- [Exercise]:
Write out every entry exactly as it stands.

- [Data extract]:
- Opening Delimiter -

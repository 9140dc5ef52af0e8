#![deny(missing_docs)]
//! A multithreaded, in-memory document store (skv) organized around sessions: isolated,
//! independently expiring namespaces that map [`String`] keys to JSON [`Document`]s.
//!
//! This crate provides the storage core itself ([`DocStore`], [`SessionRegistry`] and the
//! snapshot machinery) as well as a [`skv-client`] and [`skv-server`] executable that can be
//! used to interact with it. Data is sent between the client and server using synchronous
//! networking over a custom protocol.
//!
//! ## Sessions
//! Every document lives inside a session, created with [`Request::SessionNew`]. A session is
//! identified by an opaque token and may be given a time-to-live; when the TTL passes, a
//! periodic sweep either removes the session outright or clears its store and restarts the
//! clock, depending on how it was started. Sessions created with a human-chosen name derive
//! their token deterministically from that name, so independent connections that know the name
//! (and only those) can rendezvous on the same store via [`Request::SessionOpen`], provided
//! the session was started as shared.
//!
//! The [`SessionRegistry`] keeps every live session plus a time-ordered expiry index, so the
//! sweep is a single range scan over the expired prefix rather than a walk of every session.
//!
//! ## Document Store
//! Each session exclusively owns one [`DocStore`]: a key to document map supporting the usual
//! set/add/get/remove/clear operations, plus structured path queries. [`DocStore::find`]
//! locates documents (or the nested paths within them) matching a JSONPath expression, and
//! [`DocStore::update`] patches every node a path selects in place, so clients never have to
//! round-trip whole documents to read or edit one field.
//!
//! ## Snapshots
//! [`SnapshotWriter`] serializes a registry (or a bare store) into a timestamp-named dataset
//! directory: a metadata file whose status moves Pending -> Complete (or Error), and a `data/`
//! directory of size-capped chunk files, each a complete JSON array of records.
//! [`SnapshotReader`] restores the most recent completed dataset saved under a name,
//! rejecting anything whose metadata is not marked complete.
//!
//! ## Client / Server
//! Client and server logic is contained in the [`client`] and [`server`] structs. They are
//! responsible for the networking portion of this application, but also handle the
//! deserialization/serialization of data to/from the custom protocol. The server hands every
//! decoded request to a single worker thread that exclusively owns the registry; that
//! ownership is what lets the registry and stores run without any locking.
//!
//! ## Custom Protocol
//! The custom protocol is a [`Request`] encoded to/from a JSON string, and then sent over the
//! wire using Rust's TcpStream library. If the server was able to service a [`Request`], a
//! typed [`Response`] is returned containing the result. If an error occurred, an [`Err`]
//! response is returned, containing a description of the error.
//!
//! ### Client / Server executables
//! As mentioned previously, client and server command line executables are provided that can
//! be used to interact with the store. They are implemented by the [`skv-client`] and
//! [`skv-server`] files.
//!
//! [`String`]: https://doc.rust-lang.org/std/string/struct.String.html
//! [`serde`]: https://serde.rs
//! [`client`]: ./struct.SkvClient.html
//! [`server`]: ./struct.SkvServer.html
//! [`Request`]: ./enum.Request.html
//! [`Response`]: ./enum.Response.html
//! [`Request::SessionNew`]: ./enum.Request.html#variant.SessionNew
//! [`Request::SessionOpen`]: ./enum.Request.html#variant.SessionOpen
//! [`DocStore::find`]: ./struct.DocStore.html#method.find
//! [`DocStore::update`]: ./struct.DocStore.html#method.update
//! [`skv-server`]: ./skv-server.rs
//! [`skv-client`]: /skv-client.rs

pub use client::SkvClient;
pub use command::{ExpiryInfo, FindRsp, Request, Response, SessionInfo};
pub use error::{Result, SkvError};
pub use server::{SkvServer, DEFAULT_SWEEP_INTERVAL};
pub use session::{
    named_token, random_token, ExpirySpec, Session, SessionRegistry, SessionToken,
};
pub use snapshot::{
    LoadResult, SaveDataType, SaveStatus, Snapshot, SnapshotReader, SnapshotWriter,
    DEFAULT_CHUNK_LIMIT, METADATA_VERSION,
};
pub use store::{DocStore, Document};
pub use thread_pool::{NaiveThreadPool, SharedQueueThreadPool, ThreadPool};

mod client;
mod command;
mod error;
mod server;
mod session;
mod snapshot;
mod store;
pub mod thread_pool;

- Closing Delimiter -

- [Response to this task]:
repository 9140dc5ef52af0e8
#![deny(missing_docs)]
//! A multithreaded, in-memory document store (skv) organized around sessions: isolated,
//! independently expiring namespaces that map [`String`] keys to JSON [`Document`]s.
//!
//! This crate provides the storage core itself ([`DocStore`], [`SessionRegistry`] and the
//! snapshot machinery) as well as a [`skv-client`] and [`skv-server`] executable that can be
//! used to interact with it. Data is sent between the client and server using synchronous
//! networking over a custom protocol.
//!
//! ## Sessions
//! Every document lives inside a session, created with [`Request::SessionNew`]. A session is
//! identified by an opaque token and may be given a time-to-live; when the TTL passes, a
//! periodic sweep either removes the session outright or clears its store and restarts the
//! clock, depending on how it was started. Sessions created with a human-chosen name derive
//! their token deterministically from that name, so independent connections that know the name
//! (and only those) can rendezvous on the same store via [`Request::SessionOpen`], provided
//! the session was started as shared.
//!
//! The [`SessionRegistry`] keeps every live session plus a time-ordered expiry index, so the
//! sweep is a single range scan over the expired prefix rather than a walk of every session.
//!
//! ## Document Store
//! Each session exclusively owns one [`DocStore`]: a key to document map supporting the usual
//! set/add/get/remove/clear operations, plus structured path queries. [`DocStore::find`]
//! locates documents (or the nested paths within them) matching a JSONPath expression, and
//! [`DocStore::update`] patches every node a path selects in place, so clients never have to
//! round-trip whole documents to read or edit one field.
//!
//! ## Snapshots
//! [`SnapshotWriter`] serializes a registry (or a bare store) into a timestamp-named dataset
//! directory: a metadata file whose status moves Pending -> Complete (or Error), and a `data/`
//! directory of size-capped chunk files, each a complete JSON array of records.
//! [`SnapshotReader`] restores the most recent completed dataset saved under a name,
//! rejecting anything whose metadata is not marked complete.
//!
//! ## Client / Server
//! Client and server logic is contained in the [`client`] and [`server`] structs. They are
//! responsible for the networking portion of this application, but also handle the
//! deserialization/serialization of data to/from the custom protocol. The server hands every
//! decoded request to a single worker thread that exclusively owns the registry; that
//! ownership is what lets the registry and stores run without any locking.
//!
//! ## Custom Protocol
//! The custom protocol is a [`Request`] encoded to/from a JSON string, and then sent over the
//! wire using Rust's TcpStream library. If the server was able to service a [`Request`], a
//! typed [`Response`] is returned containing the result. If an error occurred, an [`Err`]
//! response is returned, containing a description of the error.
//!
//! ### Client / Server executables
//! As mentioned previously, client and server command line executables are provided that can
//! be used to interact with the store. They are implemented by the [`skv-client`] and
//! [`skv-server`] files.
//!
//! [`String`]: https://doc.rust-lang.org/std/string/struct.String.html
//! [`serde`]: https://serde.rs
//! [`client`]: ./struct.SkvClient.html
//! [`server`]: ./struct.SkvServer.html
//! [`Request`]: ./enum.Request.html
//! [`Response`]: ./enum.Response.html
//! [`Request::SessionNew`]: ./enum.Request.html#variant.SessionNew
//! [`Request::SessionOpen`]: ./enum.Request.html#variant.SessionOpen
//! [`DocStore::find`]: ./struct.DocStore.html#method.find
//! [`DocStore::update`]: ./struct.DocStore.html#method.update
//! [`skv-server`]: ./skv-server.rs
//! [`skv-client`]: /skv-client.rs

pub use client::SkvClient;
pub use command::{ExpiryInfo, FindRsp, Request, Response, SessionInfo};
pub use error::{Result, SkvError};
pub use server::{SkvServer, DEFAULT_SWEEP_INTERVAL};
pub use session::{
    named_token, random_token, ExpirySpec, Session, SessionRegistry, SessionToken,
};
pub use snapshot::{
    LoadResult, SaveDataType, SaveStatus, Snapshot, SnapshotReader, SnapshotWriter,
    DEFAULT_CHUNK_LIMIT, METADATA_VERSION,
};
pub use store::{DocStore, Document};
pub use thread_pool::{NaiveThreadPool, SharedQueueThreadPool, ThreadPool};

mod client;
mod command;
mod error;
mod server;
mod session;
mod snapshot;
mod store;
pub mod thread_pool;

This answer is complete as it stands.